I know, I know, I know, officially I’m against authenticity, but in the back of Back To Brooklyn #1, Jimmy Palmiotti wrote something I mutter under my breath every time I go home. The typos give it immediacy:
I lived in the real Brooklyn, born on Flatbush Avenue and Avenue J [That's a few blocks from, me, son. Did you go to Hudde? -- ed]… not some newcomer who happened to get his dads money and buy a loft in Greenpoint so he can say he lives in Brooklyn and wear a trucking company hat and thick rim glasses. I’m the guy that used to chase that motherfucker back to the subway and back over the bridge. I’m the guy that corrects people when they say they are brooklynites after having only lived there 2 years… and I’m the fucking guy that knows where the good pizza is to be found, where the best tattoo parlors are located, and finally, where the bodies are buried. Like the main character in this book, I know where go to get into trouble and where not to go and at the end of the day; I can kick your ass playing stickball.
Much of that I can’t relate to. (My glasses are so thick-rimmed they might as well have spinners.) But the essence of it I feel in my soul. For instance, Harold Hunter — you know him from Kids — once chased this guy I knew across the Bridge after skating too close to him at the Banks. Similarly, no one I knew actually played stickball — long ago, Justin Silverstein and I made a joke out of the idea that people still think that’s a real-New-York-kids-activity — though I challenge Jimmy to a game of boxball right now. In any event, Jimmy Palmiotti, as far as I’m concerned, you kick ass and are officially out of Quesada’s shadow. (Was "knifing it" past your time?)

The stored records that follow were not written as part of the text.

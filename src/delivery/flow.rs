//! Per-consumer credit accounting.

use std::collections::HashMap;
use std::sync::Arc;
use std::time::{Duration, Instant};

use serde::{Deserialize, Serialize};

use crate::broker::QueueHandle;
use crate::error::{AmqError, Result};

/// Registration identity of a consumer, unique per controller.
///
/// A tag can be reused after cancel; the id cannot, so credit for an old
/// registration's deliveries never lands on a new one.
pub type ConsumerId = u64;

/// Prefetch window. Zero means unlimited.
#[derive(Debug, Clone, Copy, Default, PartialEq, Eq, Serialize, Deserialize)]
pub struct CreditLimit {
    /// Unacknowledged deliveries
    pub count: u32,
    /// Unacknowledged body bytes
    pub bytes: u64,
}

impl CreditLimit {
    /// No limit
    pub fn unlimited() -> Self {
        Self::default()
    }

    /// Count-only window
    pub fn count(count: u32) -> Self {
        Self { count, bytes: 0 }
    }

    /// Add a byte window
    pub fn with_bytes(mut self, bytes: u64) -> Self {
        self.bytes = bytes;
        self
    }

    /// Whether neither dimension is limited
    pub fn is_unlimited(&self) -> bool {
        self.count == 0 && self.bytes == 0
    }
}

/// What `on_delivered` decided.
#[derive(Debug, Clone, Copy, PartialEq, Eq)]
pub enum CreditOutcome {
    /// Credit consumed, consumer still has room or is not auto-close
    Granted,
    /// Credit consumed and the window is now exhausted; close the consumer
    AutoClose,
    /// Delivery would overrun the window; nothing consumed
    Refused,
}

/// One consumer's flow state.
#[derive(Debug, Clone)]
pub struct ConsumerState {
    id: ConsumerId,
    tag: String,
    queue: Arc<dyn QueueHandle>,
    limit: CreditLimit,
    auto_close: bool,
    no_ack: bool,
    active: bool,
    unacked_count: u32,
    unacked_bytes: u64,
    exhaustion_signalled: bool,
    delivered: u64,
    last_activity: Instant,
}

impl ConsumerState {
    /// New active consumer with an empty window
    pub fn new(tag: &str, queue: Arc<dyn QueueHandle>, limit: CreditLimit) -> Self {
        Self {
            id: 0,
            tag: tag.to_string(),
            queue,
            limit,
            auto_close: false,
            no_ack: false,
            active: true,
            unacked_count: 0,
            unacked_bytes: 0,
            exhaustion_signalled: false,
            delivered: 0,
            last_activity: Instant::now(),
        }
    }

    /// Close the consumer when its window is exhausted
    pub fn with_auto_close(mut self, auto_close: bool) -> Self {
        self.auto_close = auto_close;
        self
    }

    /// Deliveries need no acknowledgment and use no credit
    pub fn with_no_ack(mut self, no_ack: bool) -> Self {
        self.no_ack = no_ack;
        self
    }

    /// Registration id; 0 until registered
    pub fn id(&self) -> ConsumerId {
        self.id
    }

    /// Consumer tag
    pub fn tag(&self) -> &str {
        &self.tag
    }

    /// Backing queue
    pub fn queue(&self) -> &Arc<dyn QueueHandle> {
        &self.queue
    }

    /// Prefetch window
    pub fn limit(&self) -> CreditLimit {
        self.limit
    }

    /// Auto-close eligibility
    pub fn auto_close(&self) -> bool {
        self.auto_close
    }

    /// No-ack mode
    pub fn no_ack(&self) -> bool {
        self.no_ack
    }

    /// Still taking deliveries
    pub fn is_active(&self) -> bool {
        self.active
    }

    /// Unacknowledged deliveries
    pub fn unacked_count(&self) -> u32 {
        self.unacked_count
    }

    /// Unacknowledged body bytes
    pub fn unacked_bytes(&self) -> u64 {
        self.unacked_bytes
    }

    /// Deliveries made so far
    pub fn delivered(&self) -> u64 {
        self.delivered
    }

    fn fits(&self, size: u64) -> bool {
        if self.no_ack {
            return true;
        }
        let count_ok = self.limit.count == 0 || self.unacked_count < self.limit.count;
        // A message larger than the whole byte window still goes out when
        // nothing else is outstanding.
        let bytes_ok = self.limit.bytes == 0
            || self.unacked_count == 0
            || self.unacked_bytes + size <= self.limit.bytes;
        count_ok && bytes_ok
    }

    fn exhausted(&self) -> bool {
        if self.no_ack {
            return false;
        }
        (self.limit.count != 0 && self.unacked_count >= self.limit.count)
            || (self.limit.bytes != 0 && self.unacked_bytes >= self.limit.bytes)
    }
}

/// Credit windows for every consumer on a channel.
#[derive(Debug, Default)]
pub struct ConsumerFlowController {
    consumers: HashMap<String, ConsumerState>,
    idle_timeout: Option<Duration>,
    last_id: ConsumerId,
}

impl ConsumerFlowController {
    /// Controller without idle auto-close
    pub fn new() -> Self {
        Self::default()
    }

    /// Enable idle auto-close
    pub fn with_idle_timeout(mut self, idle_timeout: Option<Duration>) -> Self {
        self.idle_timeout = idle_timeout;
        self
    }

    /// Add a consumer; its tag must be unused on this channel.
    /// Returns the id assigned to this registration.
    pub fn register(&mut self, mut state: ConsumerState) -> Result<ConsumerId> {
        if self.consumers.contains_key(&state.tag) {
            return Err(AmqError::DuplicateConsumer(state.tag));
        }
        self.last_id += 1;
        state.id = self.last_id;
        self.consumers.insert(state.tag.clone(), state);
        Ok(self.last_id)
    }

    /// Drop a consumer's entry
    pub fn remove(&mut self, consumer_tag: &str) -> Option<ConsumerState> {
        self.consumers.remove(consumer_tag)
    }

    /// Look up a consumer
    pub fn get(&self, consumer_tag: &str) -> Option<&ConsumerState> {
        self.consumers.get(consumer_tag)
    }

    /// Whether `consumer_tag` could take one more delivery now
    pub fn has_credit(&self, consumer_tag: &str) -> bool {
        self.consumers
            .get(consumer_tag)
            .is_some_and(|c| c.active && c.fits(0) && !c.exhausted())
    }

    /// Whether a delivery of `size` bytes fits the window
    pub fn can_accept(&self, consumer_tag: &str, size: u64) -> bool {
        self.consumers
            .get(consumer_tag)
            .is_some_and(|c| c.active && c.fits(size))
    }

    /// Charge one delivery of `size` bytes.
    pub fn on_delivered(&mut self, consumer_tag: &str, size: u64) -> Result<CreditOutcome> {
        let consumer = self
            .consumers
            .get_mut(consumer_tag)
            .ok_or_else(|| AmqError::UnknownConsumer(consumer_tag.to_string()))?;
        if !consumer.active {
            return Err(AmqError::ConsumerClosed(consumer_tag.to_string()));
        }
        if !consumer.fits(size) {
            return Ok(CreditOutcome::Refused);
        }

        consumer.delivered += 1;
        consumer.last_activity = Instant::now();
        if consumer.no_ack {
            return Ok(CreditOutcome::Granted);
        }

        consumer.unacked_count += 1;
        consumer.unacked_bytes += size;

        if consumer.exhausted() && consumer.auto_close && !consumer.exhaustion_signalled {
            consumer.exhaustion_signalled = true;
            tracing::debug!(
                "Consumer '{}' exhausted its window ({} unacked, {} bytes)",
                consumer.tag,
                consumer.unacked_count,
                consumer.unacked_bytes
            );
            return Ok(CreditOutcome::AutoClose);
        }
        Ok(CreditOutcome::Granted)
    }

    /// Return credit for `count` deliveries totalling `bytes` made to
    /// registration `consumer_id`.
    ///
    /// Called for every way a delivery leaves the unacked set. Cancelled
    /// consumers, and a later consumer reusing the same tag, get nothing.
    pub fn on_acknowledged(
        &mut self,
        consumer_tag: &str,
        consumer_id: ConsumerId,
        count: u32,
        bytes: u64,
    ) {
        let Some(consumer) = self.consumers.get_mut(consumer_tag) else {
            return;
        };
        if consumer.id != consumer_id {
            tracing::debug!(
                "Ignoring credit for stale registration {} of consumer '{}'",
                consumer_id,
                consumer_tag
            );
            return;
        }
        consumer.unacked_count = consumer.unacked_count.saturating_sub(count);
        consumer.unacked_bytes = consumer.unacked_bytes.saturating_sub(bytes);
        consumer.last_activity = Instant::now();
        if !consumer.exhausted() {
            consumer.exhaustion_signalled = false;
        }
    }

    /// Stop deliveries to a consumer; returns false if unknown
    pub fn deactivate(&mut self, consumer_tag: &str) -> bool {
        match self.consumers.get_mut(consumer_tag) {
            Some(consumer) => {
                consumer.active = false;
                true
            },
            None => false,
        }
    }

    /// Active consumers idle past the configured timeout
    pub fn idle_consumers(&self, now: Instant) -> Vec<String> {
        let Some(timeout) = self.idle_timeout else {
            return Vec::new();
        };
        let mut idle: Vec<String> = self
            .consumers
            .values()
            .filter(|c| c.active && now.saturating_duration_since(c.last_activity) >= timeout)
            .map(|c| c.tag.clone())
            .collect();
        idle.sort();
        idle
    }

    /// Consumer tags, sorted
    pub fn tags(&self) -> Vec<String> {
        let mut tags: Vec<String> = self.consumers.keys().cloned().collect();
        tags.sort();
        tags
    }

    /// Number of consumers
    pub fn len(&self) -> usize {
        self.consumers.len()
    }

    /// Whether there are no consumers
    pub fn is_empty(&self) -> bool {
        self.consumers.is_empty()
    }

    /// Remove every consumer, returning them
    pub fn clear(&mut self) -> Vec<ConsumerState> {
        self.consumers.drain().map(|(_, c)| c).collect()
    }
}

#[cfg(test)]
mod tests {
    use super::*;
    use crate::broker::InMemoryQueue;
    use proptest::prelude::*;

    fn controller(limit: CreditLimit, auto_close: bool) -> ConsumerFlowController {
        let mut flow = ConsumerFlowController::new();
        flow.register(
            ConsumerState::new("c1", InMemoryQueue::shared("q"), limit).with_auto_close(auto_close),
        )
        .unwrap();
        flow
    }

    #[test]
    fn test_count_window_refuses_overrun() {
        let mut flow = controller(CreditLimit::count(2), false);
        assert_eq!(flow.on_delivered("c1", 10).unwrap(), CreditOutcome::Granted);
        assert_eq!(flow.on_delivered("c1", 10).unwrap(), CreditOutcome::Granted);
        assert!(!flow.has_credit("c1"));
        assert_eq!(flow.on_delivered("c1", 10).unwrap(), CreditOutcome::Refused);
        assert_eq!(flow.get("c1").unwrap().unacked_count(), 2);

        flow.on_acknowledged("c1", 1, 1, 10);
        assert!(flow.has_credit("c1"));
    }

    #[test]
    fn test_auto_close_signalled_once() {
        let mut flow = controller(CreditLimit::count(1), true);
        assert_eq!(flow.on_delivered("c1", 1).unwrap(), CreditOutcome::AutoClose);
        assert_eq!(flow.on_delivered("c1", 1).unwrap(), CreditOutcome::Refused);

        flow.on_acknowledged("c1", 1, 1, 1);
        assert_eq!(flow.on_delivered("c1", 1).unwrap(), CreditOutcome::AutoClose);
    }

    #[test]
    fn test_byte_window() {
        let mut flow = controller(CreditLimit::unlimited().with_bytes(100), false);
        assert!(flow.can_accept("c1", 500));
        flow.on_delivered("c1", 60).unwrap();
        assert!(!flow.can_accept("c1", 60));
        assert!(flow.can_accept("c1", 40));

        flow.on_acknowledged("c1", 1, 1, 60);
        assert_eq!(flow.get("c1").unwrap().unacked_bytes(), 0);
    }

    #[test]
    fn test_no_ack_consumes_no_credit() {
        let mut flow = ConsumerFlowController::new();
        flow.register(
            ConsumerState::new("c1", InMemoryQueue::shared("q"), CreditLimit::count(1))
                .with_no_ack(true)
                .with_auto_close(true),
        )
        .unwrap();
        for _ in 0..5 {
            assert_eq!(flow.on_delivered("c1", 1).unwrap(), CreditOutcome::Granted);
        }
        assert_eq!(flow.get("c1").unwrap().unacked_count(), 0);
        assert_eq!(flow.get("c1").unwrap().delivered(), 5);
    }

    #[test]
    fn test_inactive_and_unknown_consumers() {
        let mut flow = controller(CreditLimit::unlimited(), false);
        assert!(flow.deactivate("c1"));
        assert!(!flow.has_credit("c1"));
        assert!(matches!(
            flow.on_delivered("c1", 1),
            Err(AmqError::ConsumerClosed(_))
        ));
        assert!(matches!(
            flow.on_delivered("nope", 1),
            Err(AmqError::UnknownConsumer(_))
        ));
        assert!(!flow.deactivate("nope"));
    }

    #[test]
    fn test_duplicate_registration() {
        let mut flow = controller(CreditLimit::unlimited(), false);
        let again = ConsumerState::new("c1", InMemoryQueue::shared("q"), CreditLimit::unlimited());
        assert!(matches!(
            flow.register(again),
            Err(AmqError::DuplicateConsumer(_))
        ));
    }

    #[test]
    fn test_reused_tag_gets_no_stale_credit() {
        let mut flow = controller(CreditLimit::count(1), false);
        let old = flow.get("c1").unwrap().id();
        flow.on_delivered("c1", 1).unwrap();
        flow.remove("c1");

        let new = flow
            .register(ConsumerState::new("c1", InMemoryQueue::shared("q"), CreditLimit::count(1)))
            .unwrap();
        assert_ne!(old, new);
        flow.on_delivered("c1", 1).unwrap();

        flow.on_acknowledged("c1", old, 1, 1);
        assert_eq!(flow.get("c1").unwrap().unacked_count(), 1);
        assert!(!flow.has_credit("c1"));

        flow.on_acknowledged("c1", new, 1, 1);
        assert!(flow.has_credit("c1"));
    }

    #[test]
    fn test_idle_consumers() {
        let flow = controller(CreditLimit::unlimited(), false);
        let later = Instant::now() + Duration::from_secs(120);
        assert!(flow.idle_consumers(later).is_empty());

        let flow = controller(CreditLimit::unlimited(), false)
            .with_idle_timeout(Some(Duration::from_secs(60)));
        assert_eq!(flow.idle_consumers(later), vec!["c1".to_string()]);
        assert!(flow.idle_consumers(Instant::now()).is_empty());
    }

    proptest! {
        #[test]
        fn prop_window_never_overrun(limit in 1u32..20, attempts in 1usize..100) {
            let mut flow = controller(CreditLimit::count(limit), false);
            let granted = (0..attempts)
                .filter(|_| flow.on_delivered("c1", 1).unwrap() != CreditOutcome::Refused)
                .count();
            prop_assert_eq!(granted, attempts.min(limit as usize));
            prop_assert!(flow.get("c1").unwrap().unacked_count() <= limit);
        }
    }
}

Also, Jimmy, you’d appreciate this. On the Foster Avenue side of the corner of Foster and Ocean Avenue, the base of the apartment building there used to have a legend spraypainted in blue paint. Without any discernible style — someone just rushed up, sprayed, and left — it read ALL DA PEOPLE WITH DA $ DONT KNOW BKLYN. It’s been years, and it’s mostly washed away, but I always look for it whenever I walk by, coming off the Q at Newkirk — it will always be the D Train Station for me — on my way to Ma’s.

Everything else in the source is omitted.